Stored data
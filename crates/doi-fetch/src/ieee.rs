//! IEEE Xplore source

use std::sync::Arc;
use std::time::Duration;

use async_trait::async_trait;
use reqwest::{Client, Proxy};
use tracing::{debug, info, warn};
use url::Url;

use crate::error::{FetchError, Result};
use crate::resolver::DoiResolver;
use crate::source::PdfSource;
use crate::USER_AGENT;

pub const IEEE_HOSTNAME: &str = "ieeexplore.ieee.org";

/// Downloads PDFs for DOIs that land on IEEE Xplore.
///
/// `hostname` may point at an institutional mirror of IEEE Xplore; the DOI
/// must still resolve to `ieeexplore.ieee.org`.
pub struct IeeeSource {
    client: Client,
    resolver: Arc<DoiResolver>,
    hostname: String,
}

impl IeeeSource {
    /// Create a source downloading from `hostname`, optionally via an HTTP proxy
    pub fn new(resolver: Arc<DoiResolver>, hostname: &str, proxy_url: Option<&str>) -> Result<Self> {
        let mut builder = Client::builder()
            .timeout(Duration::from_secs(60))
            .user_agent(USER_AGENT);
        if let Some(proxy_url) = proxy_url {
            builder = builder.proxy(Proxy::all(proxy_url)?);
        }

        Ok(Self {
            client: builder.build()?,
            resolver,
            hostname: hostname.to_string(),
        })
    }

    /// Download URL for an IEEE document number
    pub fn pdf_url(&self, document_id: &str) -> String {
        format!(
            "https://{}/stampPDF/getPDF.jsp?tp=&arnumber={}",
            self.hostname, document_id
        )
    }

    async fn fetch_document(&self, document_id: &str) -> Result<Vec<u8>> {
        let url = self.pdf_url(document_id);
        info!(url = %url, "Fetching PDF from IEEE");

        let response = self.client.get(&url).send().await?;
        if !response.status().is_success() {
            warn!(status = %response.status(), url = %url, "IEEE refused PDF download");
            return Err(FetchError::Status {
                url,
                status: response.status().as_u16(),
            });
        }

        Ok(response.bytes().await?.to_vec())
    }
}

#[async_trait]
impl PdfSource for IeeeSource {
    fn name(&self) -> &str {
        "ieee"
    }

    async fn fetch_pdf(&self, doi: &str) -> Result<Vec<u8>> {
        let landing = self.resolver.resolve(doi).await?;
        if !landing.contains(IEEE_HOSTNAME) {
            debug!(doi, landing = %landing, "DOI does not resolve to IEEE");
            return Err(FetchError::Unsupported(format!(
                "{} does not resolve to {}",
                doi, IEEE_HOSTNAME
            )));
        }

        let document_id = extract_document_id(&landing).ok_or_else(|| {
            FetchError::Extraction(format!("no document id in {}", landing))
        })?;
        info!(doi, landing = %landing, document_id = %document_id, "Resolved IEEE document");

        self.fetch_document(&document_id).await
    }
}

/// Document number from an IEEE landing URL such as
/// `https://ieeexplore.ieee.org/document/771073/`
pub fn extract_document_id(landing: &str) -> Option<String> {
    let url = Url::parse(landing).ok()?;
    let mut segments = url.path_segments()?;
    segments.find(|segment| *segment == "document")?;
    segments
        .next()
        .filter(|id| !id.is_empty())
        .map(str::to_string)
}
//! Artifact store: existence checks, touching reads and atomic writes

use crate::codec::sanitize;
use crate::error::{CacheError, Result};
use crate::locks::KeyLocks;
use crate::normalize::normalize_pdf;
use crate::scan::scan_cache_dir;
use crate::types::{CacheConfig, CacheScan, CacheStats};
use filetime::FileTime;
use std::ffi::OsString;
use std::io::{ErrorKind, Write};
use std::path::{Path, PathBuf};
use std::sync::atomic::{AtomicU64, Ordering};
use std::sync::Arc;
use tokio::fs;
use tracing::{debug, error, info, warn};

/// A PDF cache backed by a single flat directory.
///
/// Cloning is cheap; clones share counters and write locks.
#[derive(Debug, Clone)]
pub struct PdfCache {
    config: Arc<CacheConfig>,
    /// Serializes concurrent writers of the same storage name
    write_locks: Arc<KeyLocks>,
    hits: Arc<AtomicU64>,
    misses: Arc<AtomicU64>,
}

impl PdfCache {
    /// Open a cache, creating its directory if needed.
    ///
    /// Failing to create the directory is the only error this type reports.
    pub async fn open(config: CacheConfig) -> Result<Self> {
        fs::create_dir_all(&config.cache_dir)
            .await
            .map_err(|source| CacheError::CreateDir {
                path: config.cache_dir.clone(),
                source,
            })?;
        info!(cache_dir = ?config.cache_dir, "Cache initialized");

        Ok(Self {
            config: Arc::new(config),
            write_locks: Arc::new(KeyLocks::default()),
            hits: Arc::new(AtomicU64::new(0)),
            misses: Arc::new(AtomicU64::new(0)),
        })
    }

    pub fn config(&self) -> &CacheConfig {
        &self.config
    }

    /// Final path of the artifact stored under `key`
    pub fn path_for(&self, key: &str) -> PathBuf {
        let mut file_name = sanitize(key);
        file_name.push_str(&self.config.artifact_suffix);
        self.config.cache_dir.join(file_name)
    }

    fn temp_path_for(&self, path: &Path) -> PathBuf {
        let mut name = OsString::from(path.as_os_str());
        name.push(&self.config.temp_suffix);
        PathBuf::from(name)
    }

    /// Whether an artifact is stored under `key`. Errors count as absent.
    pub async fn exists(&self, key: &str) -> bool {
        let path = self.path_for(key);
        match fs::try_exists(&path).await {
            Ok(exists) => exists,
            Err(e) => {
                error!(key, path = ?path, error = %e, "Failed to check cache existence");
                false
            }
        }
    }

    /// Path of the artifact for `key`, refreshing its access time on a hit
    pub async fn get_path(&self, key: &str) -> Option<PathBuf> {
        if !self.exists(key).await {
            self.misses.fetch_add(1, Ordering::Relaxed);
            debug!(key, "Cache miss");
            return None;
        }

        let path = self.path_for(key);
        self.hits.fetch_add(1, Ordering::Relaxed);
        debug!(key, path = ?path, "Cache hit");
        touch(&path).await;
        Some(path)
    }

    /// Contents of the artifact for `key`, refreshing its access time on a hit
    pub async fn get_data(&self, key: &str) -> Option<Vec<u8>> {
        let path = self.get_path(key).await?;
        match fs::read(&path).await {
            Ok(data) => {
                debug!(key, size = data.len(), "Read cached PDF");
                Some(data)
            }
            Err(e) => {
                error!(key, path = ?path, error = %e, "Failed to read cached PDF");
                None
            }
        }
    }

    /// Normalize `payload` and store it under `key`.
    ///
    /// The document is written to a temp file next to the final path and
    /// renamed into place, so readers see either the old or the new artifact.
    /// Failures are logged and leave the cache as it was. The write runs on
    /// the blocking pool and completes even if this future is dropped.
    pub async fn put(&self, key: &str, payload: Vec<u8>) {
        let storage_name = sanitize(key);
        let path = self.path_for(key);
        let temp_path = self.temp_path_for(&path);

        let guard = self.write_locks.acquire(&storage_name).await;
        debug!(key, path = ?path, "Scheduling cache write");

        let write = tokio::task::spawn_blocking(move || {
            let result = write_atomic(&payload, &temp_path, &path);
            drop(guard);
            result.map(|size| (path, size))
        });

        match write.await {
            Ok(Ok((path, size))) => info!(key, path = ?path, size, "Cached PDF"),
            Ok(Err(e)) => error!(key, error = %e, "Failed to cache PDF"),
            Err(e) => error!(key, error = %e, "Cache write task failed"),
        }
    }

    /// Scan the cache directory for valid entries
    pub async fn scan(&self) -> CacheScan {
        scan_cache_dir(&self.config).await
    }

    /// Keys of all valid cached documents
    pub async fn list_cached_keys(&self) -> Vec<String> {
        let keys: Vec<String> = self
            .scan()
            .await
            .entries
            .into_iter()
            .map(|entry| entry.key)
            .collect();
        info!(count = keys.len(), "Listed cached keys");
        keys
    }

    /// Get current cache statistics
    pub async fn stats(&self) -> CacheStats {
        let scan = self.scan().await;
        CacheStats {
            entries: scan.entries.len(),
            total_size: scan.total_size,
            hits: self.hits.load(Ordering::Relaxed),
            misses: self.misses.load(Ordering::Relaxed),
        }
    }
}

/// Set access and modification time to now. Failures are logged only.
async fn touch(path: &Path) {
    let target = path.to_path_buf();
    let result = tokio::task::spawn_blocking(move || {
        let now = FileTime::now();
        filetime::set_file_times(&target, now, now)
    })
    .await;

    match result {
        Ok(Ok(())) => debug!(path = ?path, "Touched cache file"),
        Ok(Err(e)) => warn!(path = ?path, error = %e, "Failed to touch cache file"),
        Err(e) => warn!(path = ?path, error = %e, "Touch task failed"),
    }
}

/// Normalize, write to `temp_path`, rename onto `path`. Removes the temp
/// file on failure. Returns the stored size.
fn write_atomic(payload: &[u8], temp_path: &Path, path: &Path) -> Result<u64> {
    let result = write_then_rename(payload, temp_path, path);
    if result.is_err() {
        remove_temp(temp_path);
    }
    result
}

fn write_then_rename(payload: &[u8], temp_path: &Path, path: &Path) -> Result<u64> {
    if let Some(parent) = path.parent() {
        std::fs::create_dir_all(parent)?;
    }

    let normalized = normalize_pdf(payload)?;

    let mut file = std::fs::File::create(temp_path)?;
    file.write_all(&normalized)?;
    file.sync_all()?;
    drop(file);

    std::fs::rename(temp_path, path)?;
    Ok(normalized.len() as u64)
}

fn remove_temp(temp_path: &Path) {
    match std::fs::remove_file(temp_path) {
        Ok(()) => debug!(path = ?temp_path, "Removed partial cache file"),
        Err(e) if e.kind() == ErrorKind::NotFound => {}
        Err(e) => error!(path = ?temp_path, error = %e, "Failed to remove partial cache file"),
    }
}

> _Exercise_: State how many lines in the records above contain the word "landing", giving only the number.

> _Result of this exercise_: 9